**About this task**
Look through the data below and return each line where "children" appears.

::: Given information

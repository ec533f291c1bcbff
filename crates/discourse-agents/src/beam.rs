//! Beam-search lookahead over a [`BayesianTree`].
//!
//! The search asks "if I keep the floor for up to `depth` more turns, which
//! first move leads to the best probability-weighted outcome?"
//!
//! # Forward construction
//!
//! Level by level, every current leaf gets one child per candidate item,
//! scored in the context `history ++ items on the leaf's path`, plus one
//! silent child with score 0. Across everything created on that level, the
//! `width` nodes with the highest normalized path expectation become the next
//! leaves; the rest are pruned together with any ancestors they leave
//! childless.
//!
//! # Backward selection
//!
//! A leaf is worth its own expectation. An internal node is worth the larger
//! of its own expectation and its best child's worth; the root starts at 0.
//! The search commits to the root child on the path to the best value.

use std::collections::BTreeSet;

use discourse_core::Scorer;
use discourse_types::{Item, Turn};
use tracing::debug;

use crate::tree::{BayesianTree, NodeId};

/// Shape of one beam search.
#[derive(Debug, Clone, Copy, PartialEq)]
pub struct BeamConfig {
    /// Levels to look ahead.
    pub depth: usize,
    /// Nodes kept per level.
    pub width: usize,
    /// Per-level probability attenuation.
    pub decay_rate: f64,
    /// Prior probability of the root.
    pub root_probability: f64,
}

impl Default for BeamConfig {
    fn default() -> Self {
        Self {
            depth: 1,
            width: 1,
            decay_rate: DEFAULT_DECAY_RATE,
            root_probability: DEFAULT_ROOT_PROBABILITY,
        }
    }
}

/// Default per-level decay.
pub const DEFAULT_DECAY_RATE: f64 = 0.5;

/// Default root prior.
pub const DEFAULT_ROOT_PROBABILITY: f64 = 2.0;

/// Best immediate move found by a search.
#[derive(Debug, Clone, Copy, PartialEq)]
pub struct SearchOutcome {
    /// The item to say now, `None` if staying silent (or nothing) looks best.
    pub item: Option<Item>,
    /// The value of the best path through that move.
    pub score: f64,
}

impl SearchOutcome {
    /// No candidate beats silence.
    pub const fn none() -> Self {
        Self {
            item: None,
            score: 0.0,
        }
    }
}

/// A beam search bound to one player's scorer.
#[derive(Debug, Clone, Copy)]
pub struct BeamSearch<'a> {
    scorer: &'a Scorer,
    config: BeamConfig,
}

impl<'a> BeamSearch<'a> {
    /// Create a search using `scorer` as the node evaluator.
    pub const fn new(scorer: &'a Scorer, config: BeamConfig) -> Self {
        Self { scorer, config }
    }

    /// The search shape.
    pub const fn config(&self) -> BeamConfig {
        self.config
    }

    /// Build the pruned tree and select the best first move.
    pub fn search(&self, candidates: &[Item], history: &[Turn]) -> SearchOutcome {
        let tree = self.build_tree(candidates, history);
        let outcome = select_best(&tree);
        debug!(
            depth = self.config.depth,
            width = self.config.width,
            candidates = candidates.len(),
            nodes = tree.len(),
            score = outcome.score,
            speaks = outcome.item.is_some(),
            "Beam search finished"
        );
        outcome
    }

    /// Forward construction only. Exposed so callers can inspect the beam.
    pub fn build_tree(&self, candidates: &[Item], history: &[Turn]) -> BayesianTree {
        let mut tree = BayesianTree::new(self.config.root_probability, self.config.decay_rate);
        let mut leaves = vec![tree.root()];
        let mut context: Vec<Turn> = history.to_vec();

        for _level in 0..self.config.depth {
            if leaves.is_empty() {
                break;
            }

            let mut created: Vec<NodeId> = Vec::new();
            for &leaf in &leaves {
                context.truncate(history.len());
                context.extend(tree.path_items(leaf).into_iter().map(Some));

                for candidate in candidates {
                    let score = self.scorer.evaluate(candidate, &context);
                    if let Some(child) = tree.add_child(leaf, Some(*candidate), score) {
                        created.push(child);
                    }
                }
                if let Some(silent) = tree.add_child(leaf, None, 0.0) {
                    created.push(silent);
                }
            }

            let kept = top_by_expectation(&tree, &created, self.config.width);
            for &node in &created {
                if !kept.contains(&node) {
                    tree.prune_branch(node);
                }
            }
            leaves = created.into_iter().filter(|node| kept.contains(node)).collect();
        }

        tree
    }
}

/// The `width` best of `created` by normalized expectation. Ties keep the
/// node created first.
fn top_by_expectation(tree: &BayesianTree, created: &[NodeId], width: usize) -> BTreeSet<NodeId> {
    let mut ranked: Vec<(f64, NodeId)> = created
        .iter()
        .map(|&node| (tree.normalized_expectation(node), node))
        .collect();
    // Stable sort: equal expectations stay in creation order.
    ranked.sort_by(|a, b| b.0.total_cmp(&a.0));
    ranked.into_iter().take(width).map(|(_, node)| node).collect()
}

/// Backward pass: the root child leading to the best path value.
pub fn select_best(tree: &BayesianTree) -> SearchOutcome {
    let (best_child, score) = best_value(tree, tree.root());
    match best_child.and_then(|child| tree.get(child)) {
        Some(node) => SearchOutcome {
            item: node.memory,
            score,
        },
        None => SearchOutcome::none(),
    }
}

fn best_value(tree: &BayesianTree, node: NodeId) -> (Option<NodeId>, f64) {
    let own = tree.normalized_expectation(node);
    let children = tree.children(node);
    if children.is_empty() {
        return (None, own);
    }

    let mut best_child = None;
    let mut best = own;
    for &child in children {
        let (_, value) = best_value(tree, child);
        if value > best {
            best = value;
            best_child = Some(child);
        }
    }
    (best_child, best)
}

#[cfg(test)]
#[allow(clippy::unwrap_used)]
mod tests {
    use discourse_types::{ItemId, PlayerId, Subjects};

    use super::*;

    fn item(tag: u8, importance: f64, subject: u32) -> Item {
        Item {
            id: ItemId::from_random_bytes([tag; 16]),
            player_id: PlayerId::from_random_bytes([0; 16]),
            importance,
            subjects: Subjects::one(subject),
        }
    }

    fn config(depth: usize, width: usize) -> BeamConfig {
        BeamConfig {
            depth,
            width,
            ..BeamConfig::default()
        }
    }

    #[test]
    fn empty_bank_yields_nothing() {
        let scorer = Scorer::new(vec![0, 1, 2], 0.5);
        let outcome = BeamSearch::new(&scorer, config(3, 4)).search(&[], &[]);
        assert_eq!(outcome, SearchOutcome::none());
    }

    #[test]
    fn zero_depth_yields_nothing() {
        let scorer = Scorer::new(vec![0, 1, 2], 0.5);
        let bank = vec![item(1, 1.0, 0)];
        let outcome = BeamSearch::new(&scorer, config(0, 4)).search(&bank, &[]);
        assert_eq!(outcome, SearchOutcome::none());
    }

    #[test]
    fn negative_candidates_stay_silent() {
        // Selfless scorer, no context: every item has coherence -1.
        let scorer = Scorer::new(vec![0, 1, 2], 0.0);
        let bank = vec![item(1, 0.2, 0), item(2, 0.4, 1)];
        let outcome = BeamSearch::new(&scorer, config(1, 3)).search(&bank, &[]);
        assert!(outcome.item.is_none());
        assert!(outcome.score.abs() < 1e-12);
    }

    #[test]
    fn depth_one_picks_highest_utility() {
        let scorer = Scorer::new(vec![0, 1, 2], 0.0);
        let anchor = item(9, 0.0, 2);
        let history = vec![Some(anchor)];
        let bank = vec![item(1, 0.9, 0), item(2, 0.4, 2), item(3, 0.7, 2)];
        // Subject 2 is in context (coherence 0); subject 0 is not (-1).
        let outcome = BeamSearch::new(&scorer, config(1, 4)).search(&bank, &history);
        assert_eq!(outcome.item, Some(item(3, 0.7, 2)));
        assert!((outcome.score - 0.7).abs() < 1e-12);
    }

    #[test]
    fn beam_never_exceeds_width_and_keeps_no_orphans() {
        let scorer = Scorer::new((0..6).collect(), 0.5);
        let bank: Vec<Item> = (0..6)
            .map(|tag| item(tag, f64::from(tag) / 6.0, u32::from(tag % 3)))
            .collect();
        for width in 1..6 {
            let search = BeamSearch::new(&scorer, config(3, width));
            let tree = search.build_tree(&bank, &[None]);
            for depth in 1..=3 {
                assert!(tree.count_at_depth(depth) <= width, "width {width} depth {depth}");
            }
            assert_eq!(tree.reachable().len(), tree.len());
        }
    }

    #[test]
    fn tie_keeps_first_created_node() {
        let scorer = Scorer::new(vec![0, 1], 0.0);
        let twin_a = item(1, 0.5, 0);
        let twin_b = item(2, 0.5, 0);
        let history = vec![Some(item(9, 0.0, 0))];
        let outcome = BeamSearch::new(&scorer, config(1, 1)).search(&[twin_a, twin_b], &history);
        assert_eq!(outcome.item, Some(twin_a));
    }
}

::::::

**Answer below**
    let children = tree.children(node);
    if children.is_empty() {
    for &child in children {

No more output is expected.